In the 25 years since Maryland, Pennsylvania and Virginia signed a
historic agreement to clean up the Chesapeake Bay, the three states
and the federal government have spent several billion dollars on the
effort. Yet, the bay in many respects is as bad as or worse than when
they started. Maryland researchers give its water quality a score of
40 out of 100 -- a far poorer grade than the 55 it got for 1986.

The degradation of Maryland's rivers is a main reason for this
decline. In Anne Arundel County, bacteria and nitrogen from human
waste pour into the Severn River from thousands of septic tanks. In
Southern Maryland, development now lines the shores of the Patuxent,
sending nitrogen-laden runoff into the river. On the Eastern Shore,
fertilizer from farms continues its assault on the Choptank.

Maryland's leaders have long blamed other states for the Chesapeake's
problems. They point out that much of the bay's pollution flows in
from the Susquehanna River, largely from Pennsylvania farms. Another
source is the Potomac, which meanders through Virginia, West Virginia
and Washington.

But several of the bay's most impaired rivers are almost entirely
within Maryland. And the blame for their precarious health, scientists
say, rests squarely on the shoulders of state and local politicians
who have allowed harmful land-use practices to flourish.

"I'm not worried about the pace of the cleanup. I'm worried that we're
not even moving in the right direction," said William Dennison, a vice
president at the Center for Environmental Science.

In 1985, the Patuxent was taking on about 14,000 pounds of sediment.
By 2006, that figure had shot up to nearly 40,000 pounds, according to
the U.S. Geological Survey. The nitrogen flowing into the Choptank
totaled about 200,000 pounds in 1985. In 2006, the river had more than
twice that amount.

The Severn and its sister rivers in Anne Arundel have fared no better.
University of Maryland researchers estimate their water clarity would
have scored 38 out of 100 in 1986. Twenty years later, that grade
dropped to a 23.

The impact of this pollution is not simply a matter of environmental
righteousness, a sense that residents of the watershed must save the
bay because it's the right thing to do. A bay on the brink is a bay
where people cannot swim, where boaters won't sail, where no one wants
to catch the few fish still alive.

Already in the Chesapeake, watermen are pulling up pots of dead crabs
from fouled water. Many kinds of fish, such as yellow perch, are
largely gone from the rivers where they once spawned. Nearly every
major species that once made the bay a great protein factory has
dwindled -- costing the region at least $135 million in lost catch
alone, according to University of Maryland economist Doug Lipton.
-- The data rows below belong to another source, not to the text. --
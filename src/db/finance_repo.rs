// src/db/finance_repo.rs

use rust_decimal::Decimal;
use sqlx::{Executor, Postgres};
use uuid::Uuid;

use crate::{
    common::error::AppError,
    models::finance::{CustomerPayment, Sale, SaleItem, OPENING_BALANCE_NOTE, OPENING_BALANCE_PAYMENT_TYPE},
};

#[derive(Clone, Default)]
pub struct FinanceRepository;

impl FinanceRepository {
    pub fn new() -> Self {
        Self
    }

    /// Existe marcador de saldo inicial para o cliente?
    /// Vale tanto o pagamento `opening_balance` quanto a venda sintética com a nota reservada.
    pub async fn has_opening_balance<'e, E>(
        &self,
        executor: E,
        company_id: Uuid,
        customer_id: Uuid,
    ) -> Result<bool, AppError>
    where
        E: Executor<'e, Database = Postgres>,
    {
        let exists = sqlx::query_scalar::<_, bool>(
            r#"
            SELECT EXISTS (
                SELECT 1 FROM customer_payments
                WHERE company_id = $1 AND customer_id = $2
                  AND (payment_type = $3 OR notes LIKE '%' || $4 || '%')
                UNION ALL
                SELECT 1 FROM sales
                WHERE company_id = $1 AND customer_id = $2
                  AND notes LIKE '%' || $4 || '%'
            )
            "#,
        )
        .bind(company_id)
        .bind(customer_id)
        .bind(OPENING_BALANCE_PAYMENT_TYPE)
        .bind(OPENING_BALANCE_NOTE)
        .fetch_one(executor)
        .await?;

        Ok(exists)
    }

    // =========================================================================
    //  VENDAS (débito)
    // =========================================================================

    pub async fn create_sale<'e, E>(
        &self,
        executor: E,
        company_id: Uuid,
        customer_id: Uuid,
        total_amount: Decimal,
        notes: &str,
    ) -> Result<Sale, AppError>
    where
        E: Executor<'e, Database = Postgres>,
    {
        let sale = sqlx::query_as::<_, Sale>(
            r#"
            INSERT INTO sales (company_id, customer_id, total_amount, notes)
            VALUES ($1, $2, $3, $4)
            RETURNING id, company_id, customer_id, total_amount, notes, created_at
            "#,
        )
        .bind(company_id)
        .bind(customer_id)
        .bind(total_amount)
        .bind(notes)
        .fetch_one(executor)
        .await?;

        Ok(sale)
    }

    pub async fn create_sale_item<'e, E>(
        &self,
        executor: E,
        company_id: Uuid,
        sale_id: Uuid,
        item_name: &str,
        quantity: Decimal,
        unit_price: Decimal,
    ) -> Result<SaleItem, AppError>
    where
        E: Executor<'e, Database = Postgres>,
    {
        let item = sqlx::query_as::<_, SaleItem>(
            r#"
            INSERT INTO sale_items (company_id, sale_id, item_name, quantity, unit_price)
            VALUES ($1, $2, $3, $4, $5)
            RETURNING id, company_id, sale_id, item_name, quantity, unit_price, created_at
            "#,
        )
        .bind(company_id)
        .bind(sale_id)
        .bind(item_name)
        .bind(quantity)
        .bind(unit_price)
        .fetch_one(executor)
        .await?;

        Ok(item)
    }

    // =========================================================================
    //  PAGAMENTOS (crédito)
    // =========================================================================

    pub async fn create_payment<'e, E>(
        &self,
        executor: E,
        company_id: Uuid,
        customer_id: Uuid,
        amount: Decimal,
        payment_type: &str,
        notes: &str,
    ) -> Result<CustomerPayment, AppError>
    where
        E: Executor<'e, Database = Postgres>,
    {
        let payment = sqlx::query_as::<_, CustomerPayment>(
            r#"
            INSERT INTO customer_payments (company_id, customer_id, amount, payment_type, notes)
            VALUES ($1, $2, $3, $4, $5)
            RETURNING id, company_id, customer_id, amount, payment_type, notes, created_at
            "#,
        )
        .bind(company_id)
        .bind(customer_id)
        .bind(amount)
        .bind(payment_type)
        .bind(notes)
        .fetch_one(executor)
        .await?;

        Ok(payment)
    }
}
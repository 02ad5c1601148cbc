// src/services/import/report.rs

use std::collections::BTreeMap;

use axum::http::StatusCode;

use crate::models::import::{CategoryReport, ImportReport, OpeningStockReport, RowOutcome};

/// Acumulador explícito: cada folha devolve seu `CategoryReport` e o
/// pipeline faz o merge aqui. Nada de estado global.
#[derive(Debug, Default)]
pub struct ReportBuilder {
    details: BTreeMap<String, CategoryReport>,
}

impl ReportBuilder {
    pub fn new() -> Self {
        Self::default()
    }

    /// Garante que a categoria aparece no relatório mesmo sem linhas.
    pub fn touch(&mut self, category: &str) -> &mut CategoryReport {
        self.details.entry(category.to_string()).or_default()
    }

    pub fn merge(&mut self, category: &str, report: CategoryReport) {
        self.touch(category).merge(report);
    }

    pub fn finish(self) -> ImportReport {
        let mut report = ImportReport {
            success: false,
            message: String::new(),
            details: self.details,
        };
        let created = report.total_created();
        let errors = report.total_errors();

        report.success = created > 0;
        report.message = if created > 0 && errors == 0 {
            format!("Import completed successfully: {created} records created")
        } else if created > 0 {
            format!("Import completed with errors: {created} records created, {errors} errors")
        } else if errors > 0 {
            format!("Import failed: no records created, {errors} errors")
        } else {
            "No new records were created".to_string()
        };
        report
    }
}

impl ImportReport {
    /// Relatório genérico para falha total do pipeline.
    pub fn failure(message: impl Into<String>) -> Self {
        Self {
            success: false,
            message: message.into(),
            details: BTreeMap::new(),
        }
    }

    pub fn total_created(&self) -> usize {
        self.details.values().map(|r| r.created).sum()
    }

    pub fn total_errors(&self) -> usize {
        self.details.values().map(|r| r.errors.len()).sum()
    }

    /// 200 quando nenhuma linha falhou, 207 quando houve erros por linha,
    /// inclusive se nada foi criado. O 500 fica só para falha do pipeline.
    pub fn http_status(&self) -> StatusCode {
        if self.total_errors() > 0 {
            StatusCode::MULTI_STATUS
        } else {
            StatusCode::OK
        }
    }
}

impl OpeningStockReport {
    pub fn finish(mut self) -> Self {
        self.message = format!(
            "Opening stock import finished: {} added, {} skipped, {} failed",
            self.added_items,
            self.skipped_items,
            self.failed_items.len()
        );
        self
    }

    pub fn record(&mut self, item_name: &str, outcome: RowOutcome) {
        match outcome {
            RowOutcome::Created => self.added_items += 1,
            RowOutcome::Unchanged => self.skipped_items += 1,
            RowOutcome::Skipped(reason) => {
                self.skipped_items += 1;
                self.skipped_reasons.push(format!("{item_name}: {reason}"));
            }
            RowOutcome::Failed(reason) => self.failed_items.push(reason),
        }
    }

    pub fn http_status(&self) -> StatusCode {
        if self.failed_items.is_empty() {
            StatusCode::OK
        } else {
            StatusCode::MULTI_STATUS
        }
    }
}
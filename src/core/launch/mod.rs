pub mod classpath;
pub mod task;

pub use classpath::{launch_variables, LaunchArgumentBuilder, LaunchContext, LibraryLookup};
pub use task::LaunchPlan;
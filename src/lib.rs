pub mod commands;
pub mod core;

use tracing_subscriber::EnvFilter;

/// Install the fmt subscriber. `RUST_LOG` overrides the default filter.
/// Safe to call more than once.
pub fn init_logging() {
    let _ = tracing_subscriber::fmt()
        .with_env_filter(
            EnvFilter::try_from_default_env()
                .unwrap_or_else(|_| EnvFilter::new("info,yamcl_lib=debug")),
        )
        .try_init();
}
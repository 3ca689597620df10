pub mod manifest;
pub mod metadata;
pub mod rules;
pub mod version_file;

pub use manifest::{VersionEntry, VersionList};
pub use metadata::VersionMetadata;
pub use rules::{evaluate, platform_map, rules_from_map, OsRule, Rule, RuleAction};
pub use version_file::{ExtractRules, LibraryEntry, VersionManifest, LEGACY_ASSETS_ID};
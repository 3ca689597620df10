// ─── Library Resolver ───
// Expands manifest library entries into concrete downloads.

use tracing::debug;

use crate::core::error::{LauncherError, LauncherResult};
use crate::core::maven::MavenArtifact;
use crate::core::platform::{Arch, Platform};
use crate::core::remote::RemoteUrl;
use crate::core::storage::StoragePath;
use crate::core::version::LibraryEntry;

const ARCH_PLACEHOLDER: &str = "${arch}";

/// One artifact to fetch for a library: its jar, or one native variant.
#[derive(Debug, Clone, PartialEq, Eq)]
pub struct DownloadDescriptor {
    pub library_id: String,
    /// Native classifier such as `natives-windows-64`; `None` for plain jars.
    pub classifier: Option<String>,
    pub url: RemoteUrl,
    pub hash_url: RemoteUrl,
    /// Location of the downloaded jar, relative to the libraries directory.
    pub storage_path: StoragePath,
    /// Archive path prefixes skipped on extraction.
    pub exclude: Vec<String>,
}

impl DownloadDescriptor {
    pub fn is_native(&self) -> bool {
        self.classifier.is_some()
    }

    /// Directory a native variant is extracted into, relative to the
    /// libraries directory.
    pub fn native_dir(&self) -> Option<StoragePath> {
        self.classifier
            .as_ref()
            .map(|c| self.storage_path.parent().child(c.clone()))
    }
}

#[derive(Debug, Clone)]
pub struct LibraryResolver {
    platform: Platform,
    download_exclusive: bool,
}

impl LibraryResolver {
    /// `download_exclusive` restricts downloads to the running platform:
    /// unsupported libraries are skipped and only the current architecture
    /// of each native is fetched.
    pub fn new(platform: Platform, download_exclusive: bool) -> Self {
        Self {
            platform,
            download_exclusive,
        }
    }

    pub fn platform(&self) -> Platform {
        self.platform
    }

    /// Whether the rules of `entry` allow the running platform.
    pub fn is_supported(&self, entry: &LibraryEntry) -> bool {
        entry.is_supported(self.platform.family)
    }

    /// Classifier of `entry` for the running platform and architecture, or
    /// `None` when `entry` is a plain jar.
    pub fn current_classifier(&self, entry: &LibraryEntry) -> LauncherResult<Option<String>> {
        if !entry.is_natives() {
            return Ok(None);
        }
        let template = entry.native_template(self.platform.family).ok_or_else(|| {
            LauncherError::UnsupportedArtifact {
                library: entry.name.clone(),
                family: self.platform.family.to_string(),
            }
        })?;
        Ok(Some(template.replace(ARCH_PLACEHOLDER, self.platform.arch.as_str())))
    }

    /// Every classifier of `entry` that should be present locally.
    pub fn classifiers(&self, entry: &LibraryEntry) -> LauncherResult<Vec<String>> {
        if !entry.is_natives() {
            return Ok(Vec::new());
        }
        if self.download_exclusive {
            if !self.is_supported(entry) {
                return Ok(Vec::new());
            }
            return Ok(self.current_classifier(entry)?.into_iter().collect());
        }

        if self.is_supported(entry) {
            // Fail early if the running platform has no variant.
            self.current_classifier(entry)?;
        }

        let mut classifiers = Vec::new();
        for family in entry.native_families() {
            if !entry.is_supported(family) {
                continue;
            }
            let Some(template) = entry.native_template(family) else {
                continue;
            };
            if template.contains(ARCH_PLACEHOLDER) {
                classifiers.extend(
                    Arch::ALL
                        .iter()
                        .map(|arch| template.replace(ARCH_PLACEHOLDER, arch.as_str())),
                );
            } else {
                classifiers.push(template.to_string());
            }
        }
        Ok(classifiers)
    }

    /// Download descriptors for `entry`.
    ///
    /// A plain jar yields one descriptor. A native library yields one per
    /// classifier from [`LibraryResolver::classifiers`]. In exclusive mode a
    /// library the running platform does not support yields none.
    pub fn resolve(&self, entry: &LibraryEntry) -> LauncherResult<Vec<DownloadDescriptor>> {
        if self.download_exclusive && !self.is_supported(entry) {
            debug!("Skipping {} (not supported on {})", entry.name, self.platform.family);
            return Ok(Vec::new());
        }
        let artifact = MavenArtifact::parse(&entry.name)?;

        if !entry.is_natives() {
            return Ok(vec![self.descriptor(entry, &artifact, None)]);
        }
        Ok(self
            .classifiers(entry)?
            .into_iter()
            .map(|classifier| self.descriptor(entry, &artifact, Some(classifier)))
            .collect())
    }

    /// Where the library registry points for `entry`, relative to the
    /// libraries directory: the jar for plain libraries, the directory
    /// holding the classifier folders for natives.
    pub fn record_path(&self, entry: &LibraryEntry) -> LauncherResult<StoragePath> {
        let artifact = MavenArtifact::parse(&entry.name)?;
        Ok(if entry.is_natives() {
            artifact.directory()
        } else {
            artifact.local_path()
        })
    }

    fn descriptor(
        &self,
        entry: &LibraryEntry,
        artifact: &MavenArtifact,
        classifier: Option<String>,
    ) -> DownloadDescriptor {
        let variant = match &classifier {
            Some(c) => artifact.with_classifier(c),
            None => artifact.clone(),
        };
        let url = variant.remote_url();
        DownloadDescriptor {
            library_id: entry.name.clone(),
            hash_url: url.companion_sha1(),
            url,
            storage_path: variant.local_path(),
            exclude: if classifier.is_some() {
                entry.exclude().to_vec()
            } else {
                Vec::new()
            },
            classifier,
        }
    }
}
It is clear, scientists say, what steps should be taken to improve the
bay's health. But the proposals rarely get serious consideration in
Annapolis.

Environmentalists have pushed for limits on how and where new houses
can be built, but home-builder groups and local governments are loath
to give up control. Some lawmakers pushed for mandatory limits on farm
pollution, but lobbyists and rural legislators gutted the bill. And a
measure to require nitrogen-removal technology for new septic systems
was dead on arrival in the Capitol.

Some in Annapolis say government is doing what it can to protect the
Chesapeake. "We all treasure the bay. We all want to do the best we
can to stop its deterioration. But it's difficult because all of these
things cost money," said Jim Peck, director of research at the
Maryland Municipal League.

Gov. Martin O'Malley argues that realistically, measures to stem
pollution require consensus-building and compromise, that change takes
time and is accomplished in stages that span administrations.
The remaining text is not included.